“Bother!”
April 29, 2009
The death of character actor Peter Dennis calls to mind the seemingly inexhaustible appeal of A.A. Milne’s “Winnie-the-Pooh” books. Although, I often wonder how many people know Milne’s characters – which have been thoroughly exploited – without knowing them in their original context. Peter Dennis used to tour with a one-man show that consisted of him reading from the Pooh books and other works by Milne. He maintained – and the large crowds he drew seemed to confirm – that Milne’s stories weren’t just for children. That’s certainly true. Superimposed on the tales themselves is a kind of harmonic of humor and philosophy that only adults are likely to perceive. The same is true of Kenneth Graham’s “The Wind in the Willows.” It is so much true of Lewis Carroll’s “Alice” books that there probably is more for adults in their pages than there is for children.

PETER DENNIS
Or, at least, there would be more for adults if adults are still reading these books. It’s prophetic that in the last scene of the second Pooh book, Christopher Robin tells Pooh that they can’t continue their previous relationship because “they won’t let you” – the “they” being humorless grownups.

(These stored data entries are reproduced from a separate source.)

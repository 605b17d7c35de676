use crate::url::Domain;

/// Extracts the raw link from a full `href="..."` attribute match
///
/// Drops the `href=` prefix and the surrounding quote characters.
///
/// # Examples
///
/// ```
/// use email_harvest::url::strip_href;
///
/// assert_eq!(strip_href(r#"href="/about""#), Some("/about"));
/// assert_eq!(strip_href("href='//cdn.example.com/x'"), Some("//cdn.example.com/x"));
/// ```
pub fn strip_href(attribute: &str) -> Option<&str> {
    let quoted = attribute.strip_prefix("href=")?;
    let inner = quoted
        .strip_prefix(['"', '\''])?
        .strip_suffix(['"', '\''])?;

    if inner.is_empty() {
        None
    } else {
        Some(inner)
    }
}

/// Converts a raw link into a scheme-less URI
///
/// # Prefix Rules
///
/// | Link starts with | Result |
/// |------------------|--------|
/// | `//` | remainder after `//` |
/// | `/` | `domain` + link |
/// | `http://` | remainder after the scheme |
/// | `https://` | remainder after the scheme |
/// | `https:/` | remainder after the one-slash scheme |
/// | anything else | `None` |
///
/// Relative paths, fragments and other schemes (`mailto:`, `javascript:`)
/// are not usable and yield `None`.
///
/// # Examples
///
/// ```
/// use email_harvest::url::{reconstruct_uri, Domain};
///
/// let domain = Domain::parse("example.com").unwrap();
/// assert_eq!(reconstruct_uri("/about", &domain), Some("example.com/about".to_string()));
/// assert_eq!(reconstruct_uri("mailto:a@example.com", &domain), None);
/// ```
pub fn reconstruct_uri(link: &str, domain: &Domain) -> Option<String> {
    if let Some(rest) = link.strip_prefix("//") {
        Some(rest.to_string())
    } else if link.starts_with('/') {
        Some(format!("{}{}", domain.as_str(), link))
    } else if let Some(rest) = link.strip_prefix("http://") {
        Some(rest.to_string())
    } else if let Some(rest) = link.strip_prefix("https://") {
        Some(rest.to_string())
    } else if let Some(rest) = link.strip_prefix("https:/") {
        // Seen in the wild on redirect pages
        Some(rest.to_string())
    } else {
        None
    }
}
use crate::{UrlError, UrlResult};
use std::fmt;

/// The normalized hostname anchoring a crawl
///
/// A `Domain` never ends with `/` and never carries a scheme. It is set
/// once when the crawler is built and never changes afterwards.
///
/// # Examples
///
/// ```
/// use email_harvest::url::Domain;
///
/// let domain = Domain::parse("example.com/").unwrap();
/// assert_eq!(domain.as_str(), "example.com");
///
/// let domain = Domain::parse("https://example.com").unwrap();
/// assert_eq!(domain.as_str(), "example.com");
/// ```
#[derive(Debug, Clone, PartialEq, Eq, Hash)]
pub struct Domain(String);

impl Domain {
    /// Normalizes a user-supplied domain
    ///
    /// # Normalization Steps
    ///
    /// 1. Trim surrounding whitespace
    /// 2. Drop a leading `http://` or `https://`
    /// 3. Drop every trailing `/`
    ///
    /// # Returns
    ///
    /// * `Ok(Domain)` - The normalized domain
    /// * `Err(UrlError::InvalidDomain)` - Nothing is left, or whitespace remains inside
    pub fn parse(raw: &str) -> UrlResult<Self> {
        let trimmed = raw.trim();
        let without_scheme = trimmed
            .strip_prefix("http://")
            .or_else(|| trimmed.strip_prefix("https://"))
            .unwrap_or(trimmed);
        let normalized = without_scheme.trim_end_matches('/');

        if normalized.is_empty() || normalized.chars().any(char::is_whitespace) {
            return Err(UrlError::InvalidDomain(raw.to_string()));
        }

        Ok(Self(normalized.to_string()))
    }

    pub fn as_str(&self) -> &str {
        &self.0
    }
}

impl fmt::Display for Domain {
    fn fmt(&self, f: &mut fmt::Formatter<'_>) -> fmt::Result {
        f.write_str(&self.0)
    }
}

impl AsRef<str> for Domain {
    fn as_ref(&self) -> &str {
        &self.0
    }
}
//! Configuration module for Email-Harvest
//!
//! This module handles loading, parsing, and validating the optional TOML
//! configuration file.
//!
//! # Example
//!
//! ```no_run
//! use email_harvest::config::load_config;
//! use std::path::Path;
//!
//! let config = load_config(Path::new("harvest.toml")).unwrap();
//! println!("Request timeout: {}s", config.crawler.request_timeout_secs);
//! ```

mod parser;
mod types;
mod validation;

// Re-export types
pub use types::{Config, CrawlerConfig, UserAgentConfig};

// Re-export parser functions
pub use parser::{compute_config_hash, load_config, load_config_with_hash, parse_config};
pub use validation::validate;
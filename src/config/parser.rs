use crate::config::types::Config;
use crate::config::validation::validate;
use crate::ConfigResult;
use sha2::{Digest, Sha256};
use std::path::Path;

/// Loads and parses a configuration file from the given path
///
/// # Arguments
///
/// * `path` - Path to the TOML configuration file
///
/// # Returns
///
/// * `Ok(Config)` - Successfully loaded and validated configuration
/// * `Err(ConfigError)` - Failed to load, parse, or validate the configuration
///
/// # Example
///
/// ```no_run
/// use std::path::Path;
/// use email_harvest::config::load_config;
///
/// let config = load_config(Path::new("harvest.toml")).unwrap();
/// println!("Concurrency: {}", config.crawler.concurrency);
/// ```
pub fn load_config(path: &Path) -> ConfigResult<Config> {
    let content = std::fs::read_to_string(path)?;
    parse_config(&content)
}

/// Parses and validates configuration from a TOML string
pub fn parse_config(content: &str) -> ConfigResult<Config> {
    let config: Config = toml::from_str(content)?;
    validate(&config)?;
    Ok(config)
}

/// Computes a SHA-256 hash of the configuration file content
///
/// Logged at startup so a crawl can be traced back to the exact file used.
///
/// # Returns
///
/// * `Ok(String)` - Hex-encoded SHA-256 hash of the file content
/// * `Err(ConfigError)` - Failed to read the file
pub fn compute_config_hash(path: &Path) -> ConfigResult<String> {
    let content = std::fs::read_to_string(path)?;
    let mut hasher = Sha256::new();
    hasher.update(content.as_bytes());
    let result = hasher.finalize();
    Ok(hex::encode(result))
}

/// Loads a configuration and returns both the config and its hash
pub fn load_config_with_hash(path: &Path) -> ConfigResult<(Config, String)> {
    let config = load_config(path)?;
    let hash = compute_config_hash(path)?;
    Ok((config, hash))
}
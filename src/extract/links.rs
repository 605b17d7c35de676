use crate::url::strip_href;
use regex::Regex;
use std::sync::LazyLock;

// No capture groups: every hit is the full `href=...` attribute text.
static HREF_RE: LazyLock<Regex> = LazyLock::new(|| {
    Regex::new(r#"href=["'][a-zA-Z0-9._~:/?#\[\]@!$&'()*+,;=-]+["']"#).unwrap()
});

/// Finds every `href` attribute value in `text`, in document order
///
/// The values are returned exactly as written, without quotes and
/// without any resolution against the page URL.
///
/// # Examples
///
/// ```
/// use email_harvest::extract::find_raw_links;
///
/// let links = find_raw_links(r#"<a href="/about">About</a> <a href='https://example.com/x'>X</a>"#);
/// assert_eq!(links, vec!["/about", "https://example.com/x"]);
/// ```
pub fn find_raw_links(text: &str) -> Vec<String> {
    HREF_RE
        .find_iter(text)
        .filter_map(|m| strip_href(m.as_str()))
        .map(str::to_string)
        .collect()
}
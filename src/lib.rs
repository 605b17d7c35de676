//! Email-Harvest: a single-domain email crawler
//!
//! This crate walks every page reachable from a seed domain by following
//! `href` links that stay inside that domain, and collects the email
//! addresses published in the text content it fetches.

pub mod config;
pub mod crawler;
pub mod extract;
pub mod output;
pub mod url;

use thiserror::Error;

/// Main error type for Email-Harvest operations
///
/// Only failures that stop a crawl from starting end up here. Per-page
/// failures are [`FetchError`]s and never abort the crawl.
#[derive(Debug, Error)]
pub enum HarvestError {
    #[error("HTTP client error: {0}")]
    Reqwest(#[from] reqwest::Error),
}

/// Configuration-specific errors
#[derive(Debug, Error)]
pub enum ConfigError {
    #[error("Failed to read config file: {0}")]
    Io(#[from] std::io::Error),

    #[error("Failed to parse TOML: {0}")]
    Parse(#[from] toml::de::Error),

    #[error("Validation error: {0}")]
    Validation(String),

    #[error("Invalid URL in config: {0}")]
    InvalidUrl(String),
}

/// URL-specific errors
#[derive(Debug, Error)]
pub enum UrlError {
    #[error("Invalid domain: {0:?}")]
    InvalidDomain(String),
}

/// Failures reported by a [`crawler::Fetcher`]
///
/// None of these abort a crawl. The crawler drops the offending URI and
/// moves on to the next frontier entry.
#[derive(Debug, Error)]
pub enum FetchError {
    #[error("Malformed URI {uri}: {reason}")]
    MalformedUri { uri: String, reason: String },

    #[error("Transport error for {url}: {source}")]
    Transport { url: String, source: reqwest::Error },

    #[error("HTTP status {status} for {url}")]
    Status { url: String, status: u16 },

    #[error("Failed to read body of {url}: {message}")]
    Body { url: String, message: String },
}

/// Result type alias for Email-Harvest operations
pub type Result<T> = std::result::Result<T, HarvestError>;

/// Result type alias for configuration operations
pub type ConfigResult<T> = std::result::Result<T, ConfigError>;

/// Result type alias for URL operations
pub type UrlResult<T> = std::result::Result<T, UrlError>;

// Re-export commonly used types
pub use crate::config::Config;
pub use crate::crawler::{CrawlReport, Crawler, Fetcher, HttpFetcher};
pub use crate::output::{CollectingSink, ConsolePresenter, EmailSink};
pub use crate::url::{Domain, Scope};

There is a similar passage in another of Graham’s books, “Dream Days,” in which a family of children go out in the dead of night and bury in the yard some toys that the adults – the narrator calls them Olympians – have packed away because the children, in the view of grownups, have outgrown them. “As we turned to go,” the narrator says, “the man in the moon, tangled in elm-boughs, caught my eye for a moment, and I thought that never had he looked so friendly. He was going to see after them, it was evident; for he was always there, more or less, and so it was no trouble to him at all, and he would tell them how things were still going, up here, and throw in a story or two of his own whenever they seemed a trifle dull. It made the going away rather easier, to know one had left somebody behind on the spot; a goodfellow, too, cheery, comforting, with a fund of anecdote; a man in whom one had every confidence.”